While Gnosticism was influenced by Middle Platonism, neoplatonists from the third century onward rejected Gnosticism. Nevertheless, Alexander J. Mazur argues that many neoplatonic concepts and ideas are ultimately derived from Sethian Gnosticism during the third century in Lower Egypt, and that Plotinus, the founder of neoplatonism, himself may have been a Gnostic before nominally distancing himself from the movement.

==Gnosticism==
Gnosticism originated in the late first century AD in nonrabbinical Jewish sects and early Christian sects, and many of the Nag Hammadi texts make reference to Judaism, in some cases with a violent rejection of the Jewish God.

Sethianism may have started as a pre-Christian tradition, possibly a syncretic Hebrew Mediterranean baptismal movement from the Jordan Valley, with Babylonian and Egyptian pagan elements, and elements from Hellenic philosophy. Both Sethian Gnostics and the Valentinian Gnostics incorporated elements of Christianity and Hellenic philosophy as it grew, including elements from Plato, middle Platonism and Neo-Pythagoreanism.

Earlier Sethian texts such as Apocalypse of Adam show signs of being pre-Christian and focus on the Seth of the Jewish Bible. (Note: Not the Egyptian God Set who is sometimes called Seth in Greek.) Later Sethian texts are continuing to interact with Platonism, and texts such as Zostrianos and Allogenes draw on the imagery of older Sethian texts, but utilize "a large fund of philosophical conceptuality derived from contemporary Platonism, (that is late middle Platonism) with no traces of Christian content."

Scholarship on Gnosticism has been greatly advanced by the discovery and translation of the Nag Hammadi texts, which shed light on some of the more puzzling comments by Plotinus and Porphyry regarding the Gnostics. It now seems clear that "Sethian" and "Valentinian" gnostics attempted "an effort towards conciliation, even affiliation" with late antique philosophy.

==Platonism==
By the third century, Plotinus had shifted Platonist thought far enough that modern scholars consider the period a new movement called "neoplatonism".

==Philosophical relations==
Gnostics structured their world of transcendent being by ontological distinctions. The plenitude of the divine world emerges from a sole high deity by emanation, radiation, unfolding, and mental self-reflection. The technique of self-performable contemplative mystical ascent towards and beyond a realm of pure being, which is rooted in Plato's Symposium and was common in Gnostic thought, was also expressed by Plotinus. (Note: See Life of Plotinus)

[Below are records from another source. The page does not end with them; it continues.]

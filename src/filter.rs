//! Filter engine: compose the active criteria into one Polars filter pass and
//! summarize the surviving rows per vehicle.

use std::collections::HashMap;

use chrono::NaiveDate;
use color_eyre::Result;
use polars::prelude::*;

use crate::loader::{
    has_column, timestamp_micros, RefuelTable, ADDRESS, CONSUMPTION, DATE, DISTANCE, FUEL_TYPE,
    REFUELED, VEHICLE, VEHICLE_TYPE,
};

/// Numeric column selectable for range filtering and distribution charting.
#[derive(Debug, Clone, Copy, PartialEq, Eq)]
pub enum RangeParameter {
    Refueled,
    Distance,
    Consumption,
}

impl RangeParameter {
    pub const ALL: [Self; 3] = [Self::Refueled, Self::Distance, Self::Consumption];

    pub fn column(self) -> &'static str {
        match self {
            Self::Refueled => REFUELED,
            Self::Distance => DISTANCE,
            Self::Consumption => CONSUMPTION,
        }
    }

    pub fn label(self) -> &'static str {
        match self {
            Self::Refueled => "Refueled",
            Self::Distance => "Distance",
            Self::Consumption => "Consumption",
        }
    }
}

/// A complete description of one filter-apply action. Built fresh from the
/// UI state on every apply; empty/absent fields impose no restriction.
#[derive(Debug, Clone, Default)]
pub struct FilterCriteria {
    pub fuel_types: Vec<String>,
    pub vehicle_types: Vec<String>,
    pub location_substring: Option<String>,
    pub parameter: Option<RangeParameter>,
    pub value_range: Option<(f64, f64)>,
    pub date_start: Option<NaiveDate>,
    pub date_end: Option<NaiveDate>,
}

/// One row of the grouped summary. A null vehicle id forms its own group.
#[derive(Debug, Clone, PartialEq)]
pub struct VehicleSummary {
    pub vehicle: Option<String>,
    pub vehicle_type: Option<String>,
    pub fuel_type: Option<String>,
    pub refuel_count: usize,
}

/// The two derived views of one apply action.
pub struct FilterOutcome {
    pub filtered: DataFrame,
    pub summary: Vec<VehicleSummary>,
}

/// Apply `criteria` to the table: AND of all supplied predicates, then a
/// per-vehicle summary of the surviving rows. Pure function of its inputs.
pub fn apply(table: &RefuelTable, criteria: &FilterCriteria) -> Result<FilterOutcome> {
    let filtered = match criteria_expr(table.df(), criteria) {
        Some(predicate) => table.df().clone().lazy().filter(predicate).collect()?,
        None => table.df().clone(),
    };
    let summary = summarize(&filtered)?;
    Ok(FilterOutcome { filtered, summary })
}

/// Rows of one vehicle group from the filtered set, sorted ascending by date
/// (the order the chart builder expects). `None` selects the null-id group.
pub fn vehicle_detail(filtered: &DataFrame, vehicle: Option<&str>) -> Result<DataFrame> {
    let predicate = match vehicle {
        Some(id) => col(VEHICLE).eq(lit(id)),
        None => col(VEHICLE).is_null(),
    };
    let detail = filtered
        .clone()
        .lazy()
        .filter(predicate)
        .sort_by_exprs([col(DATE)], Default::default())
        .collect()?;
    Ok(detail)
}

/// The combined predicate, or `None` when no criterion restricts anything.
/// Reference order: fuel types, vehicle types, location, date bounds, range.
fn criteria_expr(df: &DataFrame, criteria: &FilterCriteria) -> Option<Expr> {
    let mut combined: Option<Expr> = None;

    if has_column(df, FUEL_TYPE) {
        if let Some(e) = membership_expr(FUEL_TYPE, &criteria.fuel_types) {
            combined = and_with(combined, e);
        }
    }
    if has_column(df, VEHICLE_TYPE) {
        if let Some(e) = membership_expr(VEHICLE_TYPE, &criteria.vehicle_types) {
            combined = and_with(combined, e);
        }
    }

    let needle = criteria
        .location_substring
        .as_deref()
        .map(str::trim)
        .filter(|s| !s.is_empty());
    if let Some(needle) = needle {
        if has_column(df, ADDRESS) {
            // Null addresses compare to null and drop out of the filter,
            // which is the required "never passes" behavior.
            let e = col(ADDRESS)
                .str()
                .to_lowercase()
                .str()
                .contains_literal(lit(needle.to_lowercase()));
            combined = and_with(combined, e);
        }
    }

    if let Some(start) = criteria.date_start {
        let micros = timestamp_micros(start.and_hms_opt(0, 0, 0).expect("midnight"));
        combined = and_with(combined, date_micros_expr().gt_eq(lit(micros)));
    }
    if let Some(end) = criteria.date_end {
        let micros = timestamp_micros(end.and_hms_opt(0, 0, 0).expect("midnight"));
        combined = and_with(combined, date_micros_expr().lt_eq(lit(micros)));
    }

    if let (Some(parameter), Some((low, high))) = (criteria.parameter, criteria.value_range) {
        // Selecting a parameter whose column is absent is a documented no-op.
        if has_column(df, parameter.column()) {
            let value = col(parameter.column());
            let e = value.clone().gt_eq(lit(low)).and(value.lt_eq(lit(high)));
            combined = and_with(combined, e);
        }
    }

    combined
}

fn and_with(acc: Option<Expr>, e: Expr) -> Option<Expr> {
    Some(match acc {
        Some(current) => current.and(e),
        None => e,
    })
}

/// OR-fold of equality against each allowed value; empty set means no
/// restriction (`None`), not "match nothing".
fn membership_expr(column: &str, values: &[String]) -> Option<Expr> {
    values
        .iter()
        .map(|v| col(column).eq(lit(v.as_str())))
        .reduce(|a, b| a.or(b))
}

fn date_micros_expr() -> Expr {
    col(DATE).cast(DataType::Int64)
}

/// Group the filtered rows by vehicle in one pass over the frame's current
/// row order: first-seen vehicle/fuel type per group, then a stable sort by
/// count descending so ties keep first-seen order.
fn summarize(df: &DataFrame) -> Result<Vec<VehicleSummary>> {
    let vehicles = df.column(VEHICLE)?.str()?;
    let vehicle_types = match has_column(df, VEHICLE_TYPE) {
        true => Some(df.column(VEHICLE_TYPE)?.str()?),
        false => None,
    };
    let fuel_types = match has_column(df, FUEL_TYPE) {
        true => Some(df.column(FUEL_TYPE)?.str()?),
        false => None,
    };

    let mut groups: Vec<VehicleSummary> = Vec::new();
    let mut index: HashMap<Option<String>, usize> = HashMap::new();
    for i in 0..df.height() {
        let key = vehicles.get(i).map(str::to_string);
        let slot = match index.get(&key) {
            Some(&slot) => slot,
            None => {
                let slot = groups.len();
                groups.push(VehicleSummary {
                    vehicle: key.clone(),
                    vehicle_type: vehicle_types.and_then(|c| c.get(i)).map(str::to_string),
                    fuel_type: fuel_types.and_then(|c| c.get(i)).map(str::to_string),
                    refuel_count: 0,
                });
                index.insert(key, slot);
                slot
            }
        };
        groups[slot].refuel_count += 1;
    }

    groups.sort_by_key(|g| std::cmp::Reverse(g.refuel_count));
    Ok(groups)
}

Divine triads, tetrads, and ogdoads in Gnostic thought often are closely related to Neopythagorean arithmology. The trinity of the "triple-powered one" (with the powers consisting of the modalities of existence, life, and mind) in Allogenes mirrors quite closely the neoplatonic doctrine of the Intellect differentiating itself from the One in three phases, called Existence or reality (hypostasis), Life, and Intellect (nous). Both traditions heavily emphasize the role of negative theology or apophasis, and Gnostic emphasis on the ineffability of God often echoes Platonic (and neoplatonic) formulations of the ineffability of the One or the Good.

There were some important philosophical differences. Gnostics emphasized magic and ritual in a way that would have been disagreeable to the more sober neoplatonists such as Plotinus and Porphyry, though perhaps not to later neoplatonists such as Iamblichus. Gnostics were in conflict with the idea expressed by Plotinus that the approach to the infinite force, which is the One or Monad, cannot be through knowing or not knowing. Although there has been dispute as to which gnostics Plotinus was referring to, it appears they were Sethian.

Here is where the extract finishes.